**Task brief**
Below are some records. Return exactly the lines from the one containing "let expected = secs(1" through the one containing "let mut observed = Vec::new();", both included, and only those.

(Stored dataset items)
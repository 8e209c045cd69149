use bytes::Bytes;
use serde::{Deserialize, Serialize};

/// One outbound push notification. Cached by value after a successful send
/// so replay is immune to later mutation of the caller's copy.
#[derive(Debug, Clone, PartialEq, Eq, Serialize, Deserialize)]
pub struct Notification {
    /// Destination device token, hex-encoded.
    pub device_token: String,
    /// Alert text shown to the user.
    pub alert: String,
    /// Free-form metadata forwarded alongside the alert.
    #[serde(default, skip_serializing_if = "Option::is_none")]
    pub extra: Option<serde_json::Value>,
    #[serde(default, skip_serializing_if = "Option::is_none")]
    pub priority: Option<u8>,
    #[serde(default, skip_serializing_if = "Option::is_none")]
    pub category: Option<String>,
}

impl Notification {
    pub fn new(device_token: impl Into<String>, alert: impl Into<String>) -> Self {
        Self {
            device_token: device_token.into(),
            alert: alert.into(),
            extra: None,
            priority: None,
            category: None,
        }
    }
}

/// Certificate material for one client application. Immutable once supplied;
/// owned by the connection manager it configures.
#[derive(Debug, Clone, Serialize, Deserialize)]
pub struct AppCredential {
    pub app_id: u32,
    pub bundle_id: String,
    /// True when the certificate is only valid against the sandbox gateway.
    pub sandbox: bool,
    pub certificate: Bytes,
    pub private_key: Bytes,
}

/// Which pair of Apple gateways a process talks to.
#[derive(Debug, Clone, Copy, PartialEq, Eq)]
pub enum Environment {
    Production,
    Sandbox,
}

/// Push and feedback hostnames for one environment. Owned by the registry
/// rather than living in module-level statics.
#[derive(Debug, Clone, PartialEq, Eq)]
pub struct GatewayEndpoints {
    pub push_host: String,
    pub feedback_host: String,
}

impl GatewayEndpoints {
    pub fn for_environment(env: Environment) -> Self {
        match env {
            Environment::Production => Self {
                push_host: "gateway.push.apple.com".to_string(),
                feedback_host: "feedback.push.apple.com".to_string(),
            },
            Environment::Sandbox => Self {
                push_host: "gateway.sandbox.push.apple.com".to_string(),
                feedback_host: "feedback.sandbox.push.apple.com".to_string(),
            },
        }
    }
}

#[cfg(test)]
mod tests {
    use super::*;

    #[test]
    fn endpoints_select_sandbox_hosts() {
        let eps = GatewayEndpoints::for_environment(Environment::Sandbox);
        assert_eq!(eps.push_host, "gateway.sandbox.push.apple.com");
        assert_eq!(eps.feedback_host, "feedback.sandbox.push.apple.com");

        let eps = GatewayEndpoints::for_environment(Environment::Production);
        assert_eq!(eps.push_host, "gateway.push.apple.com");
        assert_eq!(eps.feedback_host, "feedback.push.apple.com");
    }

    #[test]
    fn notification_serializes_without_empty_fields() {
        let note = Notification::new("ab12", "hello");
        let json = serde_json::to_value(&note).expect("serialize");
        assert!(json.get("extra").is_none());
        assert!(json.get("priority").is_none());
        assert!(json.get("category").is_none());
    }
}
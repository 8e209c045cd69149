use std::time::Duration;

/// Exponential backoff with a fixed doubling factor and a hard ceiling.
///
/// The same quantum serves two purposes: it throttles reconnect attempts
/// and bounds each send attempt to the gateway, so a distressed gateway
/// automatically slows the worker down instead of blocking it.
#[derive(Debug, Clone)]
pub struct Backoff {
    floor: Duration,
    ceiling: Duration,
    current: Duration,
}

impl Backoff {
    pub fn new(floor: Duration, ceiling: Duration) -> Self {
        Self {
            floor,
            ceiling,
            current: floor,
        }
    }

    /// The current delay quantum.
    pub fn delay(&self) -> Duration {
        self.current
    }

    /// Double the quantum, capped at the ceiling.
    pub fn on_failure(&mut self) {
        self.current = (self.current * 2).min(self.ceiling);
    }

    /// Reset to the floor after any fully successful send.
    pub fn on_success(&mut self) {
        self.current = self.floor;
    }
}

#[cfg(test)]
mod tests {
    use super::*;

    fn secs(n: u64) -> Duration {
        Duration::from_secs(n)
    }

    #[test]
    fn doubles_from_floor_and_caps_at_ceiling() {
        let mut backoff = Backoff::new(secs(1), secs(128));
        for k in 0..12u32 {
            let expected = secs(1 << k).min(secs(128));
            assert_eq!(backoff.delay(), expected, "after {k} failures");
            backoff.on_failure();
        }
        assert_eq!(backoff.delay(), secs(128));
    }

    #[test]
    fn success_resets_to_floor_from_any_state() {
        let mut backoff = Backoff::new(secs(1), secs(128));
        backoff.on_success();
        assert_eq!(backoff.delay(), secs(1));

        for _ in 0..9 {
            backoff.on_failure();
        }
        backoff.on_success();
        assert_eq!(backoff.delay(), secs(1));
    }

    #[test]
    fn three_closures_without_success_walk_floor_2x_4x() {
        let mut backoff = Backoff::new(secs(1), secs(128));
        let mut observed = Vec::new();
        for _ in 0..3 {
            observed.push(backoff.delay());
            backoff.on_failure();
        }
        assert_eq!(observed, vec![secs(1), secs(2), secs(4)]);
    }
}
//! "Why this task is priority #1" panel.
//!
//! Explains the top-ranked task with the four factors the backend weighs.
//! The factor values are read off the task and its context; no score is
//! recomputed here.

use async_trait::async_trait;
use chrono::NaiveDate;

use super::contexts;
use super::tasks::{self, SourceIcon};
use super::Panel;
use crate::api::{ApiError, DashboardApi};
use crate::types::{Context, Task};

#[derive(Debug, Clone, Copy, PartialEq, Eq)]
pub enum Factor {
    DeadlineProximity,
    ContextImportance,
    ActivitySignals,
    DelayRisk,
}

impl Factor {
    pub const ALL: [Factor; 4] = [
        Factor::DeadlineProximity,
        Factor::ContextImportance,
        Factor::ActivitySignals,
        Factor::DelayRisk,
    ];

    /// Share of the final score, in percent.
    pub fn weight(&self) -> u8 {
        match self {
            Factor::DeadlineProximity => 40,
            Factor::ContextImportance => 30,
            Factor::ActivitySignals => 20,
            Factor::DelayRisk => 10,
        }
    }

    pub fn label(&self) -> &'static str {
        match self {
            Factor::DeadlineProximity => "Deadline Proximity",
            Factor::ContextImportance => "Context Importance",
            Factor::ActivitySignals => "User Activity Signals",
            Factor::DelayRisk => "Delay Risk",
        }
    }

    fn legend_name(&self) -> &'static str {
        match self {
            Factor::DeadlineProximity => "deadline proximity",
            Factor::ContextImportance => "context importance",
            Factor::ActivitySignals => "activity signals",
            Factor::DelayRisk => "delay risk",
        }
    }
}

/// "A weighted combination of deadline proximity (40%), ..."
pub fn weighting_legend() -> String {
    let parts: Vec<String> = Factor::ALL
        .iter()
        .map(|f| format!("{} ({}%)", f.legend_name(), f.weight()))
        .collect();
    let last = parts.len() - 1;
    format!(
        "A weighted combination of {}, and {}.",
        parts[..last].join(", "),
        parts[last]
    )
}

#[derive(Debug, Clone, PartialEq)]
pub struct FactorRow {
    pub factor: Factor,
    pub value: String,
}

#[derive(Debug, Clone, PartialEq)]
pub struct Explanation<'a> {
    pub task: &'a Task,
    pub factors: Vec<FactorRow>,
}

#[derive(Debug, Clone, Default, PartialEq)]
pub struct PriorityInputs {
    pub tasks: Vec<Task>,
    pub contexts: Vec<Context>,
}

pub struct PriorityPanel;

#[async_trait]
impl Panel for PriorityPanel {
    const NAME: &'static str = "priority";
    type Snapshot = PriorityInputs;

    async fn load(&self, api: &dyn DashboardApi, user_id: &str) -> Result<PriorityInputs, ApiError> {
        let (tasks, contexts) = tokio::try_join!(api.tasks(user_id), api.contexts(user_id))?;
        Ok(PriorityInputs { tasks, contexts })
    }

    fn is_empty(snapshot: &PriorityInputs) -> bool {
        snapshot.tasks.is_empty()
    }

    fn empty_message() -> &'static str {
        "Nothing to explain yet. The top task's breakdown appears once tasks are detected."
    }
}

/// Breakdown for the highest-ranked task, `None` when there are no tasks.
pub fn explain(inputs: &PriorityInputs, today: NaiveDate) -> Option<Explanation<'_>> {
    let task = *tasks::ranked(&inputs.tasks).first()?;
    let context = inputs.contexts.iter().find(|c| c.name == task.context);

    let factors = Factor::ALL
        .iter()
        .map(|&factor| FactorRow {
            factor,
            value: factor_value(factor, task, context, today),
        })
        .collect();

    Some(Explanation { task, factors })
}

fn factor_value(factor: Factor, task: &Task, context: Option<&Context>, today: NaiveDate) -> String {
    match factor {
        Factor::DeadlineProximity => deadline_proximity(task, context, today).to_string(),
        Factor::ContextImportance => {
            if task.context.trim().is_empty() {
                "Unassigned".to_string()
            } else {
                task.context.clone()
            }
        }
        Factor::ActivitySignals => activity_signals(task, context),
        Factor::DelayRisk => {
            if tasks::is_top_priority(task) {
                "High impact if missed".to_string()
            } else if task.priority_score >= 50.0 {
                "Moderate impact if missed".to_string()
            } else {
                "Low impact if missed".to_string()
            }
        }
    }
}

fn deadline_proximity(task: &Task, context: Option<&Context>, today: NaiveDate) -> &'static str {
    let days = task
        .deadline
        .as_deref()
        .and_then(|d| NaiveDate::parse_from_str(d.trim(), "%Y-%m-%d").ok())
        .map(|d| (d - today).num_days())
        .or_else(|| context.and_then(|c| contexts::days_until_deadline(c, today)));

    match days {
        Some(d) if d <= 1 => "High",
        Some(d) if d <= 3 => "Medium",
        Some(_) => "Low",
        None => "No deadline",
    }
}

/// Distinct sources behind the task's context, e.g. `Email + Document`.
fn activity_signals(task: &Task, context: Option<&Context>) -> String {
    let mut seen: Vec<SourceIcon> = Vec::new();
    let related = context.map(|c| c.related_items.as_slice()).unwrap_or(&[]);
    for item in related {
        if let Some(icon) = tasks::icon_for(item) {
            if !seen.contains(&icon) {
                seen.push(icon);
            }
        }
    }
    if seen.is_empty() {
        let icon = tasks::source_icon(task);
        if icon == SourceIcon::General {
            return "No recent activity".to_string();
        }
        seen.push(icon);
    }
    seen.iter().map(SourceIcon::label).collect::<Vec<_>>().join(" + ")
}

--

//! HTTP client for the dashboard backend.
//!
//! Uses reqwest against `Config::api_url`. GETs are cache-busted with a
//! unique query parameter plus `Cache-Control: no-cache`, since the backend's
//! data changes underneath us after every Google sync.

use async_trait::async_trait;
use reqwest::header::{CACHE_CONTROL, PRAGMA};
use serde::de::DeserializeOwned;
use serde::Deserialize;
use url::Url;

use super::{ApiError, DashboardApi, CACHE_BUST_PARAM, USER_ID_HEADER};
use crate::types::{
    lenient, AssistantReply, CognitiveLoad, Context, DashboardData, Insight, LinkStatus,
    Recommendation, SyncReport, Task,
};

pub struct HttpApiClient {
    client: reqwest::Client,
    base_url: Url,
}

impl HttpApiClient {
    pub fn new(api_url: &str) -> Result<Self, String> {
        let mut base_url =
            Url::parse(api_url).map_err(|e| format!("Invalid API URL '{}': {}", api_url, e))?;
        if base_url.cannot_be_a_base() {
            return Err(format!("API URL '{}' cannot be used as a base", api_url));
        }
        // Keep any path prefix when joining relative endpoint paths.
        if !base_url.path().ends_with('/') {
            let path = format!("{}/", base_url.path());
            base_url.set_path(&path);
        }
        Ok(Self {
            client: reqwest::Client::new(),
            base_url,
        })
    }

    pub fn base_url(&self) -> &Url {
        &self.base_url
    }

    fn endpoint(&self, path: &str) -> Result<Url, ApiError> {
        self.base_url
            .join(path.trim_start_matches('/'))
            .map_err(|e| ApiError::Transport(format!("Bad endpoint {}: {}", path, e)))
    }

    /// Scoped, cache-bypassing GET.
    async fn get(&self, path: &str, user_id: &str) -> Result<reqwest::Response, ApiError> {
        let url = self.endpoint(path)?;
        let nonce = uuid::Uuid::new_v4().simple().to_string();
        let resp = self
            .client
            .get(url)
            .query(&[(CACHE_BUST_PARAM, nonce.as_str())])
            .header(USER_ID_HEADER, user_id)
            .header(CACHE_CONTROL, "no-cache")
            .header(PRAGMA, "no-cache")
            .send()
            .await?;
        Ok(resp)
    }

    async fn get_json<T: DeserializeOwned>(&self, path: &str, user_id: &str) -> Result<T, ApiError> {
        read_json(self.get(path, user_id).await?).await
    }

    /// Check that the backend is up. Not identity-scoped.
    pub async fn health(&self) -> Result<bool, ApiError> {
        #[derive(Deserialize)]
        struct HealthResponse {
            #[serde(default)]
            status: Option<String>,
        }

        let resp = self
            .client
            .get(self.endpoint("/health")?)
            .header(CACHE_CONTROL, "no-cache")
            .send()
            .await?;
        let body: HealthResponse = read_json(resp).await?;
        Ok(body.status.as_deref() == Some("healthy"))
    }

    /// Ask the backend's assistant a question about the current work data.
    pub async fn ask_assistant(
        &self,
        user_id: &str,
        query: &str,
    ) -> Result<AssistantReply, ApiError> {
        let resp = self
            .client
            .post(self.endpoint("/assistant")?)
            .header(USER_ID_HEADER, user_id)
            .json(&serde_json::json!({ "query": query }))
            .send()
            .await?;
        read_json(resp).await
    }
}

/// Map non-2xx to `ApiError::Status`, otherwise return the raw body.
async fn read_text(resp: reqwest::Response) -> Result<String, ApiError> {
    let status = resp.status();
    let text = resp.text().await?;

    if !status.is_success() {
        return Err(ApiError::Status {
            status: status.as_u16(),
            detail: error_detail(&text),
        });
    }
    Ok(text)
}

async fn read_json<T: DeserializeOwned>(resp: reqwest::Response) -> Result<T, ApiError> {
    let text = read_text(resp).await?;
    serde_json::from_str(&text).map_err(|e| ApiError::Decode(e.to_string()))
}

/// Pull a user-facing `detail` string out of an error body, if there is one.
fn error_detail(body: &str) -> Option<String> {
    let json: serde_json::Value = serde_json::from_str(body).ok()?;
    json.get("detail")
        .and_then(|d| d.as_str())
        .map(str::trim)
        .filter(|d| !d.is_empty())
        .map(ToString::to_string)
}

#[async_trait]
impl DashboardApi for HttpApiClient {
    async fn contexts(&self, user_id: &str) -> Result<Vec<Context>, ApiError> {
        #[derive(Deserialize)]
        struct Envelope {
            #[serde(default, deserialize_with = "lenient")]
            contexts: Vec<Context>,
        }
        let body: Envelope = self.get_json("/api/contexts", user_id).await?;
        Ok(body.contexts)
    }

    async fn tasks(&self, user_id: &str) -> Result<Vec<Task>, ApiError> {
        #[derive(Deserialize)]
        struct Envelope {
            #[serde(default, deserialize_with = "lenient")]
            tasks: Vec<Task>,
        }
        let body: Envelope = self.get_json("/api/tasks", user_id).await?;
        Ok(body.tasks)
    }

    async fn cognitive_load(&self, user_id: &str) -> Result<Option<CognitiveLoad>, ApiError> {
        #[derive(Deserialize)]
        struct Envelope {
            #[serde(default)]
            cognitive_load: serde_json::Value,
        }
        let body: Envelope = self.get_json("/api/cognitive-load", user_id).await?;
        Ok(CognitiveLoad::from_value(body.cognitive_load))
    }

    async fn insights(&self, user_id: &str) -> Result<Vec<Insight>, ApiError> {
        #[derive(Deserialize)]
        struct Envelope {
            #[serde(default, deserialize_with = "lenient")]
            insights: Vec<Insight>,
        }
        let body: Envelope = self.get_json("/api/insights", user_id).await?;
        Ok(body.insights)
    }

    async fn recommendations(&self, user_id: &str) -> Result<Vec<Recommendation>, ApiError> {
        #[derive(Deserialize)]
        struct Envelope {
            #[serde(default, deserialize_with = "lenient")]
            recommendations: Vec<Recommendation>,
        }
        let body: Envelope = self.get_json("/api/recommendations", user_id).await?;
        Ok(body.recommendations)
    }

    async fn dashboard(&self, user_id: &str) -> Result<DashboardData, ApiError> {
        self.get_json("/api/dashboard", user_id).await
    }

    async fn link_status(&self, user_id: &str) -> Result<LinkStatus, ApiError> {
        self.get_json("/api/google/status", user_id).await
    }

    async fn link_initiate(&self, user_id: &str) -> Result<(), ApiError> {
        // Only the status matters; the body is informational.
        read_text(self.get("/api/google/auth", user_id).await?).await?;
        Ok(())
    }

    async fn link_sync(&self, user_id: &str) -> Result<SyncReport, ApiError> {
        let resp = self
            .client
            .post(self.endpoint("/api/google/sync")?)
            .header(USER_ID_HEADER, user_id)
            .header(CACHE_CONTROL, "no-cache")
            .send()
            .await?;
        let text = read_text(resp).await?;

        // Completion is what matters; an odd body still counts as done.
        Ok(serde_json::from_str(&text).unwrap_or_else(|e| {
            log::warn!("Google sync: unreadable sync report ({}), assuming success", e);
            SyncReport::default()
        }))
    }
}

**Written answer**
            let expected = secs(1 << k).min(secs(128));
            assert_eq!(backoff.delay(), expected, "after {k} failures");
            backoff.on_failure();
        }
        assert_eq!(backoff.delay(), secs(128));
    }

    #[test]
    fn success_resets_to_floor_from_any_state() {
        let mut backoff = Backoff::new(secs(1), secs(128));
        backoff.on_success();
        assert_eq!(backoff.delay(), secs(1));

        for _ in 0..9 {
            backoff.on_failure();
        }
        backoff.on_success();
        assert_eq!(backoff.delay(), secs(1));
    }

    #[test]
    fn three_closures_without_success_walk_floor_2x_4x() {
        let mut backoff = Backoff::new(secs(1), secs(128));
        let mut observed = Vec::new();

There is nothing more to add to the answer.